Consider an arbitrary but fixed solution. Let p denote the number of nodes that are lit up at time 0. Let T denote the time taken to lit the entire grid. WLOG, assume that for each 1 \leq t \leq T, exactly one new node is lit up at time t.

At any time 0 \leq t \leq T,

For every lit node (i,j), let f(i,j,t) denote the number of edges of the node (i,j) that are not shared with another lit node.

Let g(t) denote the sum of f(i,j,t) over all lit nodes (i,j)

We show that g(t+1) \leq g(t) for all 0 \leq t \leq T-1.

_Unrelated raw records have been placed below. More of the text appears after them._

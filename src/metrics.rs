//! Prometheus-compatible metrics endpoint
//!
//! Exposes session server metrics in Prometheus format.
//! Default endpoint: http://localhost:9090/metrics

use std::sync::atomic::{AtomicU64, Ordering};
use std::sync::Arc;
use std::time::{Duration, Instant};

use serde_json::json;
use tokio::io::{AsyncReadExt, AsyncWriteExt};
use tokio::net::TcpListener;
use tracing::{debug, info};

/// Power-of-two latency buckets; bucket `i` holds durations below `2^i` us
const EVENT_TIME_BUCKETS: usize = 32;

/// Metrics registry for the session server
#[derive(Debug)]
pub struct Metrics {
    // Sessions
    pub sessions_created: AtomicU64,
    pub sessions_active: AtomicU64,
    pub sessions_evicted: AtomicU64,
    pub games_completed: AtomicU64,

    // Connections
    pub connections_active: AtomicU64,
    pub connections_total: AtomicU64,

    // Actor events
    pub events_processed: AtomicU64,
    pub actions_committed: AtomicU64,
    pub actions_rejected: AtomicU64,
    pub actions_busy: AtomicU64,

    // Outbound delivery
    pub messages_sent: AtomicU64,
    pub messages_dropped: AtomicU64,

    // Event handling time (microseconds)
    pub event_time_max_us: AtomicU64,
    event_time_buckets: [AtomicU64; EVENT_TIME_BUCKETS],

    start_time: Instant,
}

impl Metrics {
    pub fn new() -> Self {
        Self {
            sessions_created: AtomicU64::new(0),
            sessions_active: AtomicU64::new(0),
            sessions_evicted: AtomicU64::new(0),
            games_completed: AtomicU64::new(0),
            connections_active: AtomicU64::new(0),
            connections_total: AtomicU64::new(0),
            events_processed: AtomicU64::new(0),
            actions_committed: AtomicU64::new(0),
            actions_rejected: AtomicU64::new(0),
            actions_busy: AtomicU64::new(0),
            messages_sent: AtomicU64::new(0),
            messages_dropped: AtomicU64::new(0),
            event_time_max_us: AtomicU64::new(0),
            event_time_buckets: std::array::from_fn(|_| AtomicU64::new(0)),
            start_time: Instant::now(),
        }
    }

    /// Record how long an actor took to handle one event.
    ///
    /// Called by every session actor, so it only touches atomics.
    pub fn record_event_time(&self, duration: Duration) {
        let us = u64::try_from(duration.as_micros()).unwrap_or(u64::MAX);
        self.events_processed.fetch_add(1, Ordering::Relaxed);

        let bucket = (u64::BITS - us.leading_zeros()) as usize;
        self.event_time_buckets[bucket.min(EVENT_TIME_BUCKETS - 1)].fetch_add(1, Ordering::Relaxed);
        self.event_time_max_us.fetch_max(us, Ordering::Relaxed);
    }

    /// Upper bound of the bucket holding the `quantile` sample, capped at the
    /// observed maximum. Zero until something was recorded.
    pub fn event_time_percentile_us(&self, quantile: f64) -> u64 {
        let counts: Vec<u64> = self
            .event_time_buckets
            .iter()
            .map(|b| b.load(Ordering::Relaxed))
            .collect();
        let total: u64 = counts.iter().sum();
        if total == 0 {
            return 0;
        }

        let rank = ((total as f64 * quantile.clamp(0.0, 1.0)).ceil() as u64).max(1);
        let max = self.event_time_max_us.load(Ordering::Relaxed);
        let mut seen = 0;
        for (i, count) in counts.iter().enumerate() {
            seen += count;
            if seen >= rank {
                let upper = match i {
                    0 => 0,
                    i if i == EVENT_TIME_BUCKETS - 1 => max,
                    i => (1u64 << i) - 1,
                };
                return upper.min(max);
            }
        }
        max
    }

    pub fn connection_opened(&self) {
        self.connections_active.fetch_add(1, Ordering::Relaxed);
        self.connections_total.fetch_add(1, Ordering::Relaxed);
    }

    pub fn connection_closed(&self) {
        // Saturates at zero
        let _ = self
            .connections_active
            .fetch_update(Ordering::Relaxed, Ordering::Relaxed, |n| n.checked_sub(1));
    }

    pub fn uptime_seconds(&self) -> u64 {
        self.start_time.elapsed().as_secs()
    }

    /// Generate Prometheus-format metrics output
    pub fn to_prometheus(&self) -> String {
        let mut output = String::with_capacity(2048);

        macro_rules! metric {
            ($name:expr, $help:expr, $type:expr, $value:expr) => {
                output.push_str(&format!(
                    "# HELP {} {}\n# TYPE {} {}\n{} {}\n",
                    $name, $help, $name, $type, $name, $value
                ));
            };
        }

        metric!("pig_arena_sessions_created_total", "Sessions created", "counter",
            self.sessions_created.load(Ordering::Relaxed));
        metric!("pig_arena_sessions_active", "Sessions registered in the directory", "gauge",
            self.sessions_active.load(Ordering::Relaxed));
        metric!("pig_arena_sessions_evicted_total", "Sessions removed by the sweeper", "counter",
            self.sessions_evicted.load(Ordering::Relaxed));
        metric!("pig_arena_games_completed_total", "Games that reached game over", "counter",
            self.games_completed.load(Ordering::Relaxed));

        metric!("pig_arena_connections_active", "Open participant connections", "gauge",
            self.connections_active.load(Ordering::Relaxed));
        metric!("pig_arena_connections_total", "Participant connections accepted", "counter",
            self.connections_total.load(Ordering::Relaxed));

        metric!("pig_arena_events_processed_total", "Events handled by session actors", "counter",
            self.events_processed.load(Ordering::Relaxed));
        metric!("pig_arena_actions_committed_total", "Roll and hold actions applied", "counter",
            self.actions_committed.load(Ordering::Relaxed));
        metric!("pig_arena_actions_rejected_total", "Actions rejected by game rules", "counter",
            self.actions_rejected.load(Ordering::Relaxed));
        metric!("pig_arena_actions_busy_total", "Actions refused because a session mailbox was full", "counter",
            self.actions_busy.load(Ordering::Relaxed));

        metric!("pig_arena_messages_sent_total", "Messages queued to connections", "counter",
            self.messages_sent.load(Ordering::Relaxed));
        metric!("pig_arena_messages_dropped_total", "Messages dropped on full connection mailboxes", "counter",
            self.messages_dropped.load(Ordering::Relaxed));

        metric!("pig_arena_event_time_p95_microseconds", "95th percentile event handling time", "gauge",
            self.event_time_percentile_us(0.95));
        metric!("pig_arena_event_time_p99_microseconds", "99th percentile event handling time", "gauge",
            self.event_time_percentile_us(0.99));
        metric!("pig_arena_event_time_max_microseconds", "Maximum event handling time since start", "gauge",
            self.event_time_max_us.load(Ordering::Relaxed));
        metric!("pig_arena_uptime_seconds", "Server uptime in seconds", "counter",
            self.uptime_seconds());

        output
    }

    /// JSON view of the same counters
    pub fn to_json(&self) -> String {
        let load = |v: &AtomicU64| v.load(Ordering::Relaxed);
        json!({
            "sessions": {
                "created": load(&self.sessions_created),
                "active": load(&self.sessions_active),
                "evicted": load(&self.sessions_evicted),
                "completed": load(&self.games_completed),
            },
            "connections": {
                "active": load(&self.connections_active),
                "total": load(&self.connections_total),
            },
            "actions": {
                "events": load(&self.events_processed),
                "committed": load(&self.actions_committed),
                "rejected": load(&self.actions_rejected),
                "busy": load(&self.actions_busy),
            },
            "messages": {
                "sent": load(&self.messages_sent),
                "dropped": load(&self.messages_dropped),
            },
            "performance": {
                "event_time_p95_us": self.event_time_percentile_us(0.95),
                "event_time_p99_us": self.event_time_percentile_us(0.99),
                "event_time_max_us": load(&self.event_time_max_us),
            },
            "uptime_seconds": self.uptime_seconds(),
        })
        .to_string()
    }
}

impl Default for Metrics {
    fn default() -> Self {
        Self::new()
    }
}

fn http_response(status: &str, content_type: &str, body: &str) -> String {
    format!(
        "HTTP/1.1 {}\r\nContent-Type: {}\r\nContent-Length: {}\r\nConnection: close\r\n\r\n{}",
        status,
        content_type,
        body.len(),
        body
    )
}

/// Start the metrics HTTP server
pub async fn start_metrics_server(metrics: Arc<Metrics>, port: u16) -> anyhow::Result<()> {
    let addr = format!("0.0.0.0:{}", port);
    let listener = TcpListener::bind(&addr).await?;

    info!("Metrics server listening on http://{}/metrics", addr);

    loop {
        let (mut socket, peer) = listener.accept().await?;
        let metrics = metrics.clone();

        tokio::spawn(async move {
            let mut buffer = [0u8; 1024];

            match socket.read(&mut buffer).await {
                Ok(n) if n > 0 => {
                    let request = String::from_utf8_lossy(&buffer[..n]);

                    let response = if request.starts_with("GET /metrics/json")
                        || request.starts_with("GET /json")
                    {
                        http_response("200 OK", "application/json", &metrics.to_json())
                    } else if request.starts_with("GET /metrics") {
                        http_response(
                            "200 OK",
                            "text/plain; version=0.0.4",
                            &metrics.to_prometheus(),
                        )
                    } else if request.starts_with("GET /health") || request.starts_with("GET / ") {
                        http_response("200 OK", "text/plain", "OK")
                    } else {
                        http_response("404 Not Found", "text/plain", "")
                    };

                    if let Err(e) = socket.write_all(response.as_bytes()).await {
                        debug!("Failed to write metrics response to {}: {}", peer, e);
                    }
                }
                Ok(_) => {}
                Err(e) => {
                    debug!("Failed to read from metrics socket {}: {}", peer, e);
                }
            }
        });
    }
}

Let 0 \leq t \leq T-1. Let (u,v) denote the new node which is lit up at time t+1. Let X denote the set of all lit neighbors of (u,v) at time t. For every node (i,j) in X, we have f(i,j,t+1) = f(i,j,t) - 1. Also, note that f(u,v,t+1) = 4-|X|. Therefore, g(t+1) = g(t) - |X| + (4-|X|) = g(t) + 4-2|X|. So, as |X| \geq 2, we get g(t+1) \leq g(t).

Now, we have 4n = g(T) \leq g(0) \leq 4p. Thus, n \leq p, as desired.